Yoshifumi Kusunoki and Masahiro Inuiguchi

Department of Systems Innovation, Graduate School of Engineering Sciences, Osaka University, 1-3 Machikaneyama, Toyonaka, Osaka 560-8531, Japan

Received:

March 9, 2010

Accepted:

April 22, 2010

Published:

January 20, 2011

Keywords:

rough sets, missing values, variable precision rough set model, lower and upper rough membership functions

Abstract

In this paper, we study rough set models in information tables with missing values. The variable precision rough set model proposed by Ziarko tolerates misclassification error using a membership function in complete information tables. We generalize the variable precision rough set in information tables with missing values. Because of incompleteness, the membership degree of each objects becomes an interval value.
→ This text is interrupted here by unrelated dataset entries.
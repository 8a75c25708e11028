//! The attachment-defanging engine is deliberately out of scope (SPEC_FULL.md §1, §6): it's an
//! opaque collaborator behind a single operation. This module only names the seam — an injected
//! trait object — plus a hermetic fake good enough to exercise P1–P5 without a real groomer.

/// `groom(bytes) -> bytes`, synchronous, returning a fully formed RFC 5322 message
/// (SPEC_FULL.md §6 "Groomer collaborator").
pub trait Groom: Send + Sync {
  fn groom(&self, message: &[u8]) -> anyhow::Result<Vec<u8>>;
}

/// Tags the message with a marker header and returns it unchanged otherwise — sufficient for
/// tests that only need to observe "the groomer ran exactly once" and get back a parseable
/// message, not a faithful simulation of real defanging.
pub struct EchoGroomer;

impl Groom for EchoGroomer {
  fn groom(&self, message: &[u8]) -> anyhow::Result<Vec<u8>> {
    let marker = &b"X-Groomed-By: echo-groomer\r\n"[..];
    let header_end = message
      .windows(4)
      .position(|window| window == b"\r\n\r\n")
      .map(|position| position + 2)
      .unwrap_or(message.len());
    let mut groomed = Vec::with_capacity(message.len() + marker.len());
    groomed.extend_from_slice(&message[..header_end]);
    groomed.extend_from_slice(marker);
    groomed.extend_from_slice(&message[header_end..]);
    Ok(groomed)
  }
}

#[cfg(test)]
mod tests {
  use super::*;

  #[test]
  fn echo_groomer_appends_a_marker_header() {
    let groomed = EchoGroomer.groom(b"Subject: hi\r\n\r\nbody").unwrap();
    assert!(String::from_utf8_lossy(&groomed).contains("X-Groomed-By"));
  }
}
We define six different approximate regions using the lower and upper bounds of membership functions. The properties of the proposed rough set model are investigated. Moreover we show that the proposed model is a generalization of rough set models based on similarity relations.

Cite this article as:

Y. Kusunoki and M. Inuiguchi, “Variable Precision Rough Set Model in Information Tables with Missing Values,” J. Adv. Comput. Intell. Intell. Inform., Vol.15 No.1, pp. 110-116, 2011.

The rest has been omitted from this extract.